## What you have to do
Say how many lines in the records include the string "CheckHealthUseCase", adding no other words.
[[ Entries shown, beginning ]]
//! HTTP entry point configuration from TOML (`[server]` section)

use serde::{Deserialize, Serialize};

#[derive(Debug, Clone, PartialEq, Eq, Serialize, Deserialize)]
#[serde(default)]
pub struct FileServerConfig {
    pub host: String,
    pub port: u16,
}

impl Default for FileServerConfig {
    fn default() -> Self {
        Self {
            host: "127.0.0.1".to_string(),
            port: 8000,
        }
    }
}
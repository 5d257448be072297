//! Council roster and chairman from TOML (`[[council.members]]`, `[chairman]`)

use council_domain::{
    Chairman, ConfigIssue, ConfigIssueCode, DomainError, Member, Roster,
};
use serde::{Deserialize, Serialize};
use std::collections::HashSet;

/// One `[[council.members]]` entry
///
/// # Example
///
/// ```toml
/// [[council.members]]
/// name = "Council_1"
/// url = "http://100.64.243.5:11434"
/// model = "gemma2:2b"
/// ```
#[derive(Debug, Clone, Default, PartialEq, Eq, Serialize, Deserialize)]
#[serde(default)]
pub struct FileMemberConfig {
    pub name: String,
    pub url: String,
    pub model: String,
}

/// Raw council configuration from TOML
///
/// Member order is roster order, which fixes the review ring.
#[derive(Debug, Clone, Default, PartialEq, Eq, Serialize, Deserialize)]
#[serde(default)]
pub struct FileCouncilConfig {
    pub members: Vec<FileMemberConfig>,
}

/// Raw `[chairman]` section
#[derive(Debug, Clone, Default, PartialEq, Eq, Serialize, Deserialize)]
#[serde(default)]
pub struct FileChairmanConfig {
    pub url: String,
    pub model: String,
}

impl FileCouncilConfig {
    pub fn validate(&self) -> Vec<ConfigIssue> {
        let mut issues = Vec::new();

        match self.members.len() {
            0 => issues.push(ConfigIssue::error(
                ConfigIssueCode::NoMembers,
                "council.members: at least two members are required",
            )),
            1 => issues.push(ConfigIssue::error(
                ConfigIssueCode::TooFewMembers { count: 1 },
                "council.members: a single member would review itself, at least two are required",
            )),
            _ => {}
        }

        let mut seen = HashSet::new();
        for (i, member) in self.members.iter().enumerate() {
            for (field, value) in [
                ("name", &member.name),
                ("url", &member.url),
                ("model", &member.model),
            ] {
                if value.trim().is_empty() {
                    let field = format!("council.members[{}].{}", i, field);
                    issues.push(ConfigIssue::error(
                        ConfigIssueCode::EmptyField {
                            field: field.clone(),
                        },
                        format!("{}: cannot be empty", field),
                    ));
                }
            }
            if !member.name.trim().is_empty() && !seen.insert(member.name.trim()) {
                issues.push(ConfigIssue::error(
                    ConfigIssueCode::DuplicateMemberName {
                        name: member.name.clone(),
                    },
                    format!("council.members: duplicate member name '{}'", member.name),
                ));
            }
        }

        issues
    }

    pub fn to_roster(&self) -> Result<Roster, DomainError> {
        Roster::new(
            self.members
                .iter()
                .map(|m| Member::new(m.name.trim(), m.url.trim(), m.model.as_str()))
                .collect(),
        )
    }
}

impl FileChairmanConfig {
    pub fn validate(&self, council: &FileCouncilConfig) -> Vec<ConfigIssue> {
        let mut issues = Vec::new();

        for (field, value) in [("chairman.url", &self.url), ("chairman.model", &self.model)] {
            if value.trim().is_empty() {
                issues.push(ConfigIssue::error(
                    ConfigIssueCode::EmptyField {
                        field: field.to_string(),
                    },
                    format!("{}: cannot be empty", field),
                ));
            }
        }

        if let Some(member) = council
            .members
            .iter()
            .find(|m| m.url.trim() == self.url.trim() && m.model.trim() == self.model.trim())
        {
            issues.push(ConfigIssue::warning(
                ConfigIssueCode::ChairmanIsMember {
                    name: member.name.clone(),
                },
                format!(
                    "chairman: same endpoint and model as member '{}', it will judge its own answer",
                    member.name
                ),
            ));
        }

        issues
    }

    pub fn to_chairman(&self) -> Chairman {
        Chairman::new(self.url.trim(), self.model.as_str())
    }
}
[[ Entries shown, end ]]
[[ Entries shown, beginning ]]
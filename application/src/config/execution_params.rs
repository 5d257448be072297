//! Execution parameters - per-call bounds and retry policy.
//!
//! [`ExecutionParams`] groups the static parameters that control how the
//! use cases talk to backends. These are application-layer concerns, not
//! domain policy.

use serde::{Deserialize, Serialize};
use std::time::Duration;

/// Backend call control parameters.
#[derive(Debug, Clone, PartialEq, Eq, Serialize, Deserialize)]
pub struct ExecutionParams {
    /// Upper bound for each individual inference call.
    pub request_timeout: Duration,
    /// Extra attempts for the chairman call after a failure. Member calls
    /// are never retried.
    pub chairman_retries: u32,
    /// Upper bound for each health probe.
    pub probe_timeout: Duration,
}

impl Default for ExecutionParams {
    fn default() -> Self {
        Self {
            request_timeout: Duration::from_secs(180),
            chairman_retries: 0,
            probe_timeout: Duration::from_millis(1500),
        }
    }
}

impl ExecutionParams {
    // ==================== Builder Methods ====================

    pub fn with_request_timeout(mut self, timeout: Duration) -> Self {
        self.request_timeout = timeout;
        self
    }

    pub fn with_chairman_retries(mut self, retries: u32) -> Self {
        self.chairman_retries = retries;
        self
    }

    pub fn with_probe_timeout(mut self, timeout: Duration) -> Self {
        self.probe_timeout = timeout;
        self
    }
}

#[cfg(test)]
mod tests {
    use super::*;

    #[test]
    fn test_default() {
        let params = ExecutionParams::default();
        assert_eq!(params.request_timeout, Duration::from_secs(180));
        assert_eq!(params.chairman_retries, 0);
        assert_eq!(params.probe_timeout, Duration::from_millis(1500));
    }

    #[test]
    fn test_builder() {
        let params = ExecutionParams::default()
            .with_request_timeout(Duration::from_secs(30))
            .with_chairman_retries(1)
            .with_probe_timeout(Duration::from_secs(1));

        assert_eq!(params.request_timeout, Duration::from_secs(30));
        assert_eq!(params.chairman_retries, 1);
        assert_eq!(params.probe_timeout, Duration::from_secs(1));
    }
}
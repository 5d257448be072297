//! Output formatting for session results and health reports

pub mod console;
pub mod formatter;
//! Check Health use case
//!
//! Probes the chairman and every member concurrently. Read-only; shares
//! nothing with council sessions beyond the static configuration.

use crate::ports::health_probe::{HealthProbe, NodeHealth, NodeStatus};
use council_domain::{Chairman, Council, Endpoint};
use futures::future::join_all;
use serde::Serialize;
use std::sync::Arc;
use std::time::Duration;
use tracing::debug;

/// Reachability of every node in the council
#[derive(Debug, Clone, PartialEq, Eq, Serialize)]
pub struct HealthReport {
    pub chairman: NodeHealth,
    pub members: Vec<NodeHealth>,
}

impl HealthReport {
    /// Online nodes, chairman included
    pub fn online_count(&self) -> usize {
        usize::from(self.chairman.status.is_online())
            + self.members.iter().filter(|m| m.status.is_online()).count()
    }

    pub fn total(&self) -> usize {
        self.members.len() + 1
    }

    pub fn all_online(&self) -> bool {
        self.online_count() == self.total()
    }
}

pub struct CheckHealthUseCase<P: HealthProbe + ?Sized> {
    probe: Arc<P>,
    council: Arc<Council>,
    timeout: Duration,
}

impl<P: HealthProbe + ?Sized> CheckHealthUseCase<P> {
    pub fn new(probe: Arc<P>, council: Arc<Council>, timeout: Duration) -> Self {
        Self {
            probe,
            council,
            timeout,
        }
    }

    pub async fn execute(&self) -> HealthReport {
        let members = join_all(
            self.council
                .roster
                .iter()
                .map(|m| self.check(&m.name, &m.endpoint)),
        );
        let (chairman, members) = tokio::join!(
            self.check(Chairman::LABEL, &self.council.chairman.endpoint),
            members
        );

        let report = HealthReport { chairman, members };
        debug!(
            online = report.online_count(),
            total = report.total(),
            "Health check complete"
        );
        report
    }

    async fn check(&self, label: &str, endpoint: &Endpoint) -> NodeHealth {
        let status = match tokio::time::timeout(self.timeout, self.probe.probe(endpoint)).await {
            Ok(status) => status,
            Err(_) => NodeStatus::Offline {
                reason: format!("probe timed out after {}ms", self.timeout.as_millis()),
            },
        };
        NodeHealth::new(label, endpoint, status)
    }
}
[[ Entries shown, end ]]
[[ Entries shown, beginning ]]
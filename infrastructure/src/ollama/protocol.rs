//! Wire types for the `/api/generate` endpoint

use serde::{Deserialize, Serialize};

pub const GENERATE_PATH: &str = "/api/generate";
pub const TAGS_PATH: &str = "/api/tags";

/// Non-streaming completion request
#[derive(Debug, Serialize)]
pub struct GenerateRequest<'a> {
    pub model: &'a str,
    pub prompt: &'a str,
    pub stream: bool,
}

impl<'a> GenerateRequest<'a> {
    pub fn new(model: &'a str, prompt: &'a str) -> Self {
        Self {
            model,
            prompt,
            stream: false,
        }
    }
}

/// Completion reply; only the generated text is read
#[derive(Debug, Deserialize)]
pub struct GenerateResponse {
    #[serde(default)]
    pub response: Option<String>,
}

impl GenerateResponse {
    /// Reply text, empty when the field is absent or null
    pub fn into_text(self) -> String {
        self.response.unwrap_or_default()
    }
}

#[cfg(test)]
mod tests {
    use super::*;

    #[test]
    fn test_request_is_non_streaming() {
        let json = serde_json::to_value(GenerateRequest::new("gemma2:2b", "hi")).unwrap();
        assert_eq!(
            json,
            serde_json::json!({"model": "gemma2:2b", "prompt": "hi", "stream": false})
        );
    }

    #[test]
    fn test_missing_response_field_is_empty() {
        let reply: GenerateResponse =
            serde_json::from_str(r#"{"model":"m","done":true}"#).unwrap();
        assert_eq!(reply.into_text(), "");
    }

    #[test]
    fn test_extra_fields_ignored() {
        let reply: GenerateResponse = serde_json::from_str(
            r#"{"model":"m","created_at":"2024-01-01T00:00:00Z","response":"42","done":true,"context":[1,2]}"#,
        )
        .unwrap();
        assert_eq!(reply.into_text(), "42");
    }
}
[[ Entries shown, end ]]
## Answer to this exercise
2